Toyota V.League 1 – 2016
- Season: 2016
- Dates: 20 February – 18 September
- Champions: Hanoi T&T 3rd VL1 title 3rd Vietnamese title
- Runner up: Haiphong FC
- Relegated: Dong Thap FC
- Matches: 182
- Goals: 548 (3.01 per match)
- Top goalscorer: Gastón Merlo (24 goals)
- Biggest home win: Haiphong FC 5–0 Long An FC Becamex Binh Duong 5–0 Hoang Anh Gia Lai
- Biggest away win: Dong Thap FC 0–4 SHB Danang
- Highest scoring: Becamex Binh Duong 4–5 Hanoi T&T
- Longest winning run: Haiphong FC (7 matches)
- Longest unbeaten run: Haiphong FC Than Quang Ninh (8 matches)
- Longest winless run: Dong Thap FC (23 matches)
- Longest losing run: Dong Thap FC (9 matches)
- Highest attendance: 19,000
- Lowest attendance: 1,000
- Total attendance: 1,147,900
- Average attendance: 6,307

= 2016 V.League 1 =

The 2016 V.League 1 (known as the Toyota V.League 1 for sponsorship reasons) season was the 33rd season of the V.League 1, the highest division of Vietnamese football and the 16th as a professional league. It began on 20 February 2016 and ended 18 September 2016.
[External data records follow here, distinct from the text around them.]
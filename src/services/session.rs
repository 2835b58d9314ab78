//! Shared-password gate and session tokens.
//!
//! Tokens are compact HS256 JWTs carrying `{authenticated, iat, exp}`,
//! signed with the server's session secret.

use crate::errors::{AppError, AuthFailure};
use base64::{Engine as _, engine::general_purpose::URL_SAFE_NO_PAD};
use chrono::{DateTime, Utc};
use hmac::{Hmac, Mac};
use serde::{Deserialize, Serialize};
use sha2::Sha256;
use std::fmt;

type HmacSha256 = Hmac<Sha256>;

pub const SESSION_TTL_SECS: i64 = 24 * 60 * 60;
/// Lifetime as reported to clients in the login response.
pub const SESSION_TTL_LABEL: &str = "24h";

const TOKEN_HEADER: &str = r#"{"alg":"HS256","typ":"JWT"}"#;

#[derive(Debug, Clone, Copy, PartialEq, Eq, Serialize, Deserialize)]
pub struct SessionClaims {
    pub authenticated: bool,
    pub iat: i64,
    pub exp: i64,
}

#[derive(Deserialize)]
struct TokenHeader {
    alg: String,
}

#[derive(Clone)]
pub struct SessionAuthority {
    password: String,
    secret: Vec<u8>,
}

impl fmt::Debug for SessionAuthority {
    fn fmt(&self, f: &mut fmt::Formatter<'_>) -> fmt::Result {
        f.debug_struct("SessionAuthority")
            .field("password", &"<redacted>")
            .field("secret", &"<redacted>")
            .finish()
    }
}

impl SessionAuthority {
    pub fn new(password: impl Into<String>, secret: impl Into<Vec<u8>>) -> Self {
        Self {
            password: password.into(),
            secret: secret.into(),
        }
    }

    fn mac(&self) -> Result<HmacSha256, AppError> {
        HmacSha256::new_from_slice(&self.secret)
            .map_err(|err| AppError::Configuration(format!("session secret unusable: {err}")))
    }

    /// Compare MACs of both passwords so the check does not leak timing.
    fn password_matches(&self, candidate: &str) -> Result<bool, AppError> {
        let mut expected = self.mac()?;
        expected.update(self.password.as_bytes());
        let expected = expected.finalize().into_bytes();

        let mut provided = self.mac()?;
        provided.update(candidate.as_bytes());
        Ok(provided.verify_slice(&expected).is_ok())
    }

    /// Exchange the shared password for a session token.
    pub fn login(&self, password: &str) -> Result<String, AppError> {
        if password.is_empty() {
            return Err(AppError::validation("password is required"));
        }
        if !self.password_matches(password)? {
            return Err(AppError::Auth(AuthFailure::WrongPassword));
        }
        self.issue_at(Utc::now())
    }

    pub fn issue_at(&self, now: DateTime<Utc>) -> Result<String, AppError> {
        let claims = SessionClaims {
            authenticated: true,
            iat: now.timestamp(),
            exp: now.timestamp() + SESSION_TTL_SECS,
        };
        let payload = serde_json::to_vec(&claims)
            .map_err(|err| AppError::Configuration(format!("encoding session claims: {err}")))?;

        let signing_input = format!(
            "{}.{}",
            URL_SAFE_NO_PAD.encode(TOKEN_HEADER),
            URL_SAFE_NO_PAD.encode(payload)
        );
        let mut mac = self.mac()?;
        mac.update(signing_input.as_bytes());
        let signature = URL_SAFE_NO_PAD.encode(mac.finalize().into_bytes());

        Ok(format!("{signing_input}.{signature}"))
    }

    pub fn validate(&self, token: &str) -> Result<SessionClaims, AppError> {
        self.validate_at(token, Utc::now())
    }

    pub fn validate_at(&self, token: &str, now: DateTime<Utc>) -> Result<SessionClaims, AppError> {
        let invalid = || AppError::Auth(AuthFailure::InvalidToken);

        let mut parts = token.split('.');
        let (Some(header), Some(payload), Some(signature), None) =
            (parts.next(), parts.next(), parts.next(), parts.next())
        else {
            return Err(invalid());
        };

        let signature = URL_SAFE_NO_PAD.decode(signature).map_err(|_| invalid())?;
        let mut mac = self.mac()?;
        mac.update(header.as_bytes());
        mac.update(b".");
        mac.update(payload.as_bytes());
        mac.verify_slice(&signature).map_err(|_| invalid())?;

        let header: TokenHeader = URL_SAFE_NO_PAD
            .decode(header)
            .ok()
            .and_then(|bytes| serde_json::from_slice(&bytes).ok())
            .ok_or_else(invalid)?;
        if header.alg != "HS256" {
            return Err(invalid());
        }

        let claims: SessionClaims = URL_SAFE_NO_PAD
            .decode(payload)
            .ok()
            .and_then(|bytes| serde_json::from_slice(&bytes).ok())
            .ok_or_else(invalid)?;
        if !claims.authenticated {
            return Err(invalid());
        }
        if claims.exp <= now.timestamp() {
            return Err(AppError::Auth(AuthFailure::ExpiredToken));
        }
        Ok(claims)
    }
}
==Changes from last season==

===Team changes===
The following teams had changed division since the 2015 season.

====To V.League 1====
Promoted from V.League 2
- Saigon FC

====From V.League 1====
Relegated to 2016 V.League 2
- Dong Nai FC

===Rule changes===
In season 2016, the club finishing in the 14th position would be relegated to V-League 2. The club that had finished in the 13th position would face the winner of a play-off between the V-League 2's second, third and fourth place clubs for a place in the 2017 V.League 1 season.

===Name changes===
- Dong Tam Long An changed their name to Long An FC in December 2015.
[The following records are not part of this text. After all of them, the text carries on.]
//! Local object store: SQLite for metadata, disk for payloads.
//!
//! Payloads are sharded beneath `base_path/{shard}/{shard}/{key}`. Read
//! links point at this service's own `/files/{*key}` route and carry an
//! HMAC-SHA256 signature over the key and expiry, so they work without a
//! session token and stop working once expired or altered.

use super::{ObjectStore, StoreError, StoreErrorKind, StoreResult};
use crate::models::{object::StoredObject, photo::ObjectSummary};
use async_trait::async_trait;
use bytes::Bytes;
use chrono::Utc;
use hmac::{Hmac, Mac};
use sha2::Sha256;
use sqlx::SqlitePool;
use std::{
    io::{self, ErrorKind},
    path::{Path, PathBuf},
    time::Duration,
};
use tokio::{
    fs::{self, File},
    io::AsyncWriteExt,
};
use tracing::debug;
use uuid::Uuid;

type HmacSha256 = Hmac<Sha256>;

const MAX_OBJECT_KEY_LEN: usize = 1024;

#[derive(Clone)]
pub struct LocalObjectStore {
    /// Shared SQLite connection pool used for metadata operations.
    pub db: SqlitePool,

    /// Base directory on disk where object payloads are stored.
    pub base_path: PathBuf,

    /// Externally reachable origin of this service, e.g. `http://localhost:3002`.
    public_base_url: String,

    link_secret: Vec<u8>,
}

impl LocalObjectStore {
    pub fn new(
        db: SqlitePool,
        base_path: impl Into<PathBuf>,
        public_base_url: impl Into<String>,
        link_secret: impl Into<Vec<u8>>,
    ) -> Self {
        Self {
            db,
            base_path: base_path.into(),
            public_base_url: public_base_url.into().trim_end_matches('/').to_string(),
            link_secret: link_secret.into(),
        }
    }

    /// Keys must be relative, free of `..`, and limited to characters that
    /// can appear in a URL path unescaped.
    fn ensure_key_safe(op: &'static str, key: &str) -> StoreResult<()> {
        let invalid = || {
            StoreError::new(op, StoreErrorKind::Backend, "invalid object key").with_key(key)
        };
        if key.is_empty() || key.len() > MAX_OBJECT_KEY_LEN {
            return Err(invalid());
        }
        if key.starts_with('/') || key.contains("..") || key.contains("//") {
            return Err(invalid());
        }
        if !key
            .bytes()
            .all(|b| b.is_ascii_alphanumeric() || matches!(b, b'.' | b'_' | b'-' | b'/'))
        {
            return Err(invalid());
        }
        Ok(())
    }

    /// Two-level shard identifiers from MD5(key), as lowercase hex.
    fn object_shards(key: &str) -> (String, String) {
        let digest = md5::compute(key);
        (format!("{:02x}", digest[0]), format!("{:02x}", digest[1]))
    }

    fn object_path(&self, key: &str) -> PathBuf {
        let (shard_a, shard_b) = Self::object_shards(key);
        let mut path = self.base_path.clone();
        path.push(shard_a);
        path.push(shard_b);
        path.push(key);
        path
    }

    async fn fetch_object(&self, op: &'static str, key: &str) -> StoreResult<StoredObject> {
        sqlx::query_as::<_, StoredObject>(
            "SELECT id, key, filename, content_type, size_bytes, etag, last_modified
             FROM objects WHERE key = ?",
        )
        .bind(key)
        .fetch_one(&self.db)
        .await
        .map_err(|err| match err {
            sqlx::Error::RowNotFound => {
                StoreError::new(op, StoreErrorKind::NotFound, "no such object").with_key(key)
            }
            other => db_error(op, other).with_key(key),
        })
    }

    fn link_signature(&self, key: &str, expires: i64) -> StoreResult<String> {
        let mut mac = HmacSha256::new_from_slice(&self.link_secret)
            .map_err(|err| StoreError::new("sign", StoreErrorKind::Auth, err.to_string()))?;
        mac.update(format!("{key}\n{expires}").as_bytes());
        Ok(hex::encode(mac.finalize().into_bytes()))
    }

    /// Check a read link produced by [`ObjectStore::issue_read_url`].
    ///
    /// Fails with `Auth` when the signature does not match or the link has
    /// expired.
    pub fn verify_read_link(&self, key: &str, expires: i64, signature: &str) -> StoreResult<()> {
        let denied = |msg: &str| StoreError::new("read", StoreErrorKind::Auth, msg).with_key(key);

        if expires < Utc::now().timestamp() {
            return Err(denied("link expired"));
        }
        let provided = hex::decode(signature).map_err(|_| denied("malformed signature"))?;
        let mut mac = HmacSha256::new_from_slice(&self.link_secret)
            .map_err(|err| StoreError::new("read", StoreErrorKind::Auth, err.to_string()))?;
        mac.update(format!("{key}\n{expires}").as_bytes());
        mac.verify_slice(&provided)
            .map_err(|_| denied("signature mismatch"))
    }

    /// Open an object for streaming out.
    ///
    /// Returns `NotFound` if metadata exists but the payload file is missing.
    pub async fn open_object(&self, key: &str) -> StoreResult<(StoredObject, File)> {
        Self::ensure_key_safe("read", key)?;
        let object = self.fetch_object("read", key).await?;

        let file = File::open(self.object_path(key)).await.map_err(|err| {
            if err.kind() == ErrorKind::NotFound {
                StoreError::new("read", StoreErrorKind::NotFound, "payload missing").with_key(key)
            } else {
                io_error("read", err).with_key(key)
            }
        })?;

        Ok((object, file))
    }

    /// Write bytes to a temp file beside the target, fsync, then rename into
    /// place so readers never observe a partial payload.
    async fn write_payload(&self, key: &str, bytes: &[u8]) -> io::Result<PathBuf> {
        let file_path = self.object_path(key);
        let parent = file_path
            .parent()
            .map(Path::to_path_buf)
            .ok_or_else(|| io::Error::other("object path missing parent directory"))?;
        fs::create_dir_all(&parent).await?;

        let tmp_path = parent.join(format!(".tmp-{}", Uuid::new_v4()));
        let result = async {
            let mut file = File::create(&tmp_path).await?;
            file.write_all(bytes).await?;
            file.flush().await?;
            file.sync_all().await?;
            fs::rename(&tmp_path, &file_path).await
        }
        .await;

        if let Err(err) = result {
            let _ = fs::remove_file(&tmp_path).await;
            return Err(err);
        }
        Ok(file_path)
    }
}

#[async_trait]
impl ObjectStore for LocalObjectStore {
    async fn list_all(&self, prefix: &str) -> StoreResult<Vec<ObjectSummary>> {
        let rows: Vec<StoredObject> = sqlx::query_as(
            "SELECT id, key, filename, content_type, size_bytes, etag, last_modified
             FROM objects
             WHERE substr(key, 1, length(?1)) = ?1
             ORDER BY key ASC",
        )
        .bind(prefix)
        .fetch_all(&self.db)
        .await
        .map_err(|err| db_error("list", err))?;

        Ok(rows
            .into_iter()
            .map(|row| ObjectSummary {
                key: row.key,
                last_modified: Some(row.last_modified),
            })
            .collect())
    }

    async fn issue_read_url(&self, key: &str, ttl: Duration) -> StoreResult<String> {
        Self::ensure_key_safe("sign", key)?;
        self.fetch_object("sign", key).await?;

        let expires = Utc::now().timestamp() + ttl.as_secs() as i64;
        let signature = self.link_signature(key, expires)?;
        Ok(format!(
            "{}/files/{}?expires={}&signature={}",
            self.public_base_url, key, expires, signature
        ))
    }

    async fn put_object(&self, key: &str, bytes: Bytes, content_type: &str) -> StoreResult<()> {
        Self::ensure_key_safe("put", key)?;

        let file_path = self
            .write_payload(key, &bytes)
            .await
            .map_err(|err| io_error("put", err).with_key(key))?;

        let filename = key.rsplit('/').next().unwrap_or(key).to_string();
        let etag = format!("{:x}", md5::compute(&bytes));

        let upsert = sqlx::query(
            r#"
            INSERT INTO objects (id, key, filename, content_type, size_bytes, etag, last_modified)
            VALUES (?, ?, ?, ?, ?, ?, ?)
            ON CONFLICT(key) DO UPDATE SET
                filename = excluded.filename,
                content_type = excluded.content_type,
                size_bytes = excluded.size_bytes,
                etag = excluded.etag,
                last_modified = excluded.last_modified
            "#,
        )
        .bind(Uuid::new_v4())
        .bind(key)
        .bind(&filename)
        .bind(content_type)
        .bind(bytes.len() as i64)
        .bind(&etag)
        .bind(Utc::now())
        .execute(&self.db)
        .await;

        if let Err(err) = upsert {
            let _ = fs::remove_file(&file_path).await;
            return Err(db_error("put", err).with_key(key));
        }

        debug!(key, size = bytes.len(), "stored object on disk");
        Ok(())
    }
}

fn db_error(op: &'static str, err: sqlx::Error) -> StoreError {
    StoreError::new(op, StoreErrorKind::Backend, err.to_string())
}

fn io_error(op: &'static str, err: io::Error) -> StoreError {
    StoreError::new(op, StoreErrorKind::Backend, err.to_string())
}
- In April 2016 with only four matches remaining, promoted side Hanoi FC relocated to Ho Chi Minh City and renamed Saigon FC. This was with only four matchdays played

==Teams==

| Team | Based | Home stadium | Capacity | Previous season rank |
|---|---|---|---|---|
| Becamex Binh Duong | Binh Duong | Go Dau | 18,250 | VL1 (1st) |
| XSKT Cantho | Cantho | Cantho | 60,000 | VL1 (11th) |
| SHB Danang | Danang | Chi Lang | 28,000 | VL1 (9th) |
| Dong Thap FC | Dong Thap | Cao Lanh | 23,000 | VL1 (12th) |
| Hoang Anh Gia Lai | Gia Lai | Pleiku | 12,000 | VL1 (13th) |
| Haiphong FC | Haiphong | Lach Tray | 28,000 | VL1 (6th) |
| Hanoi T&T | Hanoi | Hàng Đẫy Stadium | 22,000 | VL1 (2nd) |
| Sanna Khanh Hoa BVN | Khanh Hoa | 19 August | 25,000 | VL1 (5th) |
| Long An FC | Long An | Long An | 19,975 | VL1 (10th) |
| Song Lam Nghe An | Nghe An | Vinh | 12,000 | VL1 (7th) |
| QNK Quang Nam | Quang Nam | Tam Ky | 15,624 | VL1 (8th) |
| Than Quang Ninh | Quang Ninh | Cam Pha | 15,000 | VL1 (4th) |
| Saigon FC | Ho Chi Minh City | Thong Nhat | 22,000 | VL2 (1st) |
| FLC Thanh Hoa | Thanh Hoa | Thanh Hoa | 14,000 | VL1 (3rd) |

===Personnel and kits===
Note: Flags indicate national team as has been defined under FIFA eligibility rules. Players may hold more than one non-FIFA nationality.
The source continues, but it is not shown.